Les forces de sécurité ont fait usage d’une force excessive et meurtrière contre les manifestants pour museler la fronde des régions Oromia et Amhara, qui défilaient inlassablement semaine après semaine en levant leurs poings croisés en signe de pacifisme. Elles ont tué au moins 800 personnes entre novembre 2015 et la fin de l’année 2016.
Dans le cadre de l’état d’urgence, plus de 11 000 personnes ont été arrêtées et placées en détentions sans pouvoir contacter un avocat ou leur famille, et sans voir aucun juge, selon les différents rapports publiés aussi bien par Human Rights Watch [9] qu’Amnesty International [10].
Djibouti a-t-elle trouvé avec Abiy Ahmed le partenaire réformiste dont elle rêve pour donner un nouvel élan économique, pourvoyeur d’emplois et de création d’entreprises dans les deux pays ? Il faudra sans doute prendre son mal en patience : faire bouger le mammouth n’est pas chose si aisée… Si l’on se fie au compte rendu de la conférence de presse conjointe du président de la République fédérale et démocratique d’Éthiopie, Mulatu Teshome Wirtu, avec son homologue polonais, Andrzej Duda, à Varsovie le 24 avril 2018, rapporté par l’Agence Ecofin : « L’Ethiopie n’est pas prête à accepter des investissements étrangers dans les télécommunications et la finance. […] Notre priorité est le secteur manufacturier. L’Éthiopie ouvre largement la porte à des investissements dans des activités telles que les textiles, les produits en cuir, la fabrication des produits pharmaceutiques et la transformation des produits agricoles » [11].
Manifestement le marché noir des devises peut se frotter les mains... Il a encore de beaux jours devant lui !
Mahdi A.
[1] « Ismaïl Omar Guelleh : “Djibouti n’est pas à vendre” », Jeune Afrique, avril 2018.
[2] « Le chef de l’État félicite au téléphone le nouveau président de l’EPRDF », présidence de la République, 28 mars 2018.
[3] La Chambre des représentants des peuples est l’organe législatif de l’Éthiopie. Ses membres sont élus pour un mandat de cinq ans au suffrage universel direct et secret. Elle a le pouvoir de légiférer sur toutes les affaires attribuées par la Constitution à la compétence fédérale, mais également le pouvoir de contrôler le pouvoir exécutif et, éventuellement, de le changer.
[4] « Workneh Yamamoto discuss bilateral issues », The Reporter, 28 avril 2018.
[5] « Attribution à titre gracieux d’une parcelle de terrain à la République de fédérale et démocratique d’Éthiopie », présidence de la République, 4 septembre 2017.
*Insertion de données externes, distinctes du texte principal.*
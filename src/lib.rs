//! # Tablero Core
//!
//! Core board state and domain models for Tablero kanban task boards.
//!
//! This crate provides the board aggregate (tasks, columns and their
//! left-to-right order), the invariant-preserving operations behind task
//! CRUD and drag-and-drop reordering, read-only aggregation views for the
//! statistics and calendar pages, and snapshot persistence, without any
//! dependency on a specific UI or rendering layer.

pub mod domain;
pub mod error;
pub mod storage;
pub mod store;

// Re-export commonly used types
pub use domain::{
    board::{Board, Column, ColumnId},
    filter::{filter_tasks, tasks_by_due_date, TaskFilter},
    stats::BoardStats,
    task::{Category, Priority, Task, TaskId},
};
pub use error::{Result, TableroError};
pub use storage::Storage;
pub use store::{BoardStore, DragEnd, DragKind, DropTarget};
use crate::domain::board::{Board, Column, ColumnId};
use crate::domain::task::{Category, Priority, Task, TaskId};
use crate::error::Result;
use crate::storage::Storage;
use chrono::NaiveDate;
use std::sync::Arc;

/// Kind of item being dragged
#[derive(Debug, Clone, Copy, PartialEq, Eq)]
pub enum DragKind {
    Task,
    Column,
}

/// A container position a drag started from or ended at
#[derive(Debug, Clone, PartialEq, Eq)]
pub struct DropTarget {
    pub container_id: String,
    pub index: usize,
}

impl DropTarget {
    pub fn new(container_id: impl Into<String>, index: usize) -> Self {
        Self {
            container_id: container_id.into(),
            index,
        }
    }
}

/// Drag-end event reported by the presentation layer.
///
/// `destination` is `None` when the item was dropped outside any container.
#[derive(Debug, Clone, PartialEq, Eq)]
pub struct DragEnd {
    pub kind: DragKind,
    pub dragged_id: String,
    pub source: DropTarget,
    pub destination: Option<DropTarget>,
}

/// Owns the current board value and the injected storage backend.
///
/// Every operation derives a new board from the current one, swaps it in
/// and writes a full snapshot through the backend. A failed write is
/// logged and swallowed; the in-memory board always wins.
pub struct BoardStore {
    board: Board,
    storage: Arc<dyn Storage>,
}

impl BoardStore {
    /// Loads the last saved board, falling back to the seed board when no
    /// usable snapshot exists.
    pub async fn load(storage: Arc<dyn Storage>) -> Self {
        let board = match storage.load_board().await {
            Ok(Some(board)) => match board.validate() {
                Ok(()) => board,
                Err(err) => {
                    tracing::warn!(error = %err, "saved board failed validation, starting from seed data");
                    Board::seed()
                }
            },
            Ok(None) => Board::seed(),
            Err(err) => {
                tracing::warn!(error = %err, "failed to load saved board, starting from seed data");
                Board::seed()
            }
        };
        Self { board, storage }
    }

    /// The current board value
    pub fn board(&self) -> &Board {
        &self.board
    }

    /// Swaps in the new board and persists it, unless nothing changed
    async fn commit(&mut self, board: Board) {
        if board == self.board {
            return;
        }
        self.board = board;
        if let Err(err) = self.storage.save_board(&self.board).await {
            tracing::warn!(error = %err, "failed to persist board snapshot");
        }
    }

    /// Moves a column to a new position in the column order
    pub async fn move_column(
        &mut self,
        column_id: &ColumnId,
        from_index: usize,
        to_index: usize,
    ) -> Result<()> {
        let board = self.board.move_column(column_id, from_index, to_index)?;
        self.commit(board).await;
        Ok(())
    }

    /// Moves a task between positions, within one column or across two
    pub async fn move_task(
        &mut self,
        task_id: &TaskId,
        source_column_id: &ColumnId,
        source_index: usize,
        dest_column_id: &ColumnId,
        dest_index: usize,
    ) -> Result<()> {
        let board = self.board.move_task(
            task_id,
            source_column_id,
            source_index,
            dest_column_id,
            dest_index,
        )?;
        self.commit(board).await;
        Ok(())
    }

    /// Creates a task at the bottom of the given column and returns it
    pub async fn add_task(
        &mut self,
        column_id: &ColumnId,
        title: impl Into<String>,
        description: impl Into<String>,
        category: Category,
        priority: Priority,
        due_date: NaiveDate,
    ) -> Result<Task> {
        let (board, task) =
            self.board
                .add_task(column_id, title, description, category, priority, due_date)?;
        self.commit(board).await;
        Ok(task)
    }

    /// Replaces the mutable fields of an existing task. An unknown id is a
    /// stale reference and leaves the board unchanged.
    pub async fn update_task(
        &mut self,
        task_id: &TaskId,
        title: impl Into<String>,
        description: impl Into<String>,
        category: Category,
        priority: Priority,
        due_date: NaiveDate,
    ) {
        if !self.board.tasks.contains_key(task_id) {
            tracing::warn!(task_id = %task_id, "update ignored for unknown task id");
        }
        let board = self
            .board
            .update_task(task_id, title, description, category, priority, due_date);
        self.commit(board).await;
    }

    /// Removes a task from its column and the task table. An unknown id
    /// leaves the board unchanged.
    pub async fn delete_task(&mut self, task_id: &TaskId) {
        let board = self.board.delete_task(task_id);
        self.commit(board).await;
    }

    /// Creates an empty column at the end of the board and returns it
    pub async fn add_column(&mut self, title: impl Into<String>) -> Column {
        let (board, column) = self.board.add_column(title);
        self.commit(board).await;
        column
    }

    /// Removes a column and every task it contained. An unknown id leaves
    /// the board unchanged.
    pub async fn delete_column(&mut self, column_id: &ColumnId) {
        let board = self.board.delete_column(column_id);
        self.commit(board).await;
    }

    /// Routes a drag-end event to the matching reorder operation.
    ///
    /// Drops without a destination and drops back onto the source position
    /// leave the board unchanged.
    pub async fn handle_drag_end(&mut self, event: DragEnd) -> Result<()> {
        let Some(destination) = event.destination else {
            return Ok(());
        };
        if destination.container_id == event.source.container_id
            && destination.index == event.source.index
        {
            return Ok(());
        }

        match event.kind {
            DragKind::Column => {
                let column_id = ColumnId::new(event.dragged_id);
                self.move_column(&column_id, event.source.index, destination.index)
                    .await
            }
            DragKind::Task => {
                let task_id = TaskId::new(event.dragged_id);
                let source_column_id = ColumnId::new(event.source.container_id);
                let dest_column_id = ColumnId::new(destination.container_id);
                self.move_task(
                    &task_id,
                    &source_column_id,
                    event.source.index,
                    &dest_column_id,
                    destination.index,
                )
                .await
            }
        }
    }
}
[6] « Cérémonie d’investiture du président de la République », Human Village, mai 2016.
[7] Idem.
[8] Jeune Afrique, numéro 2933, 26 mars 2017.
[9] « Fuel on the Fire », PDF sur le site d’HRW.
[10] « Rapport annuel 2017, Éthiopie », site d’Amnesty Belgique, 22 février 2017.
[11] « L’Éthiopie “n’est pas prête” pour l’ouverture des secteurs de la banque et des télécoms aux investisseurs étrangers », Agence Ecofin, 25 avril 2018.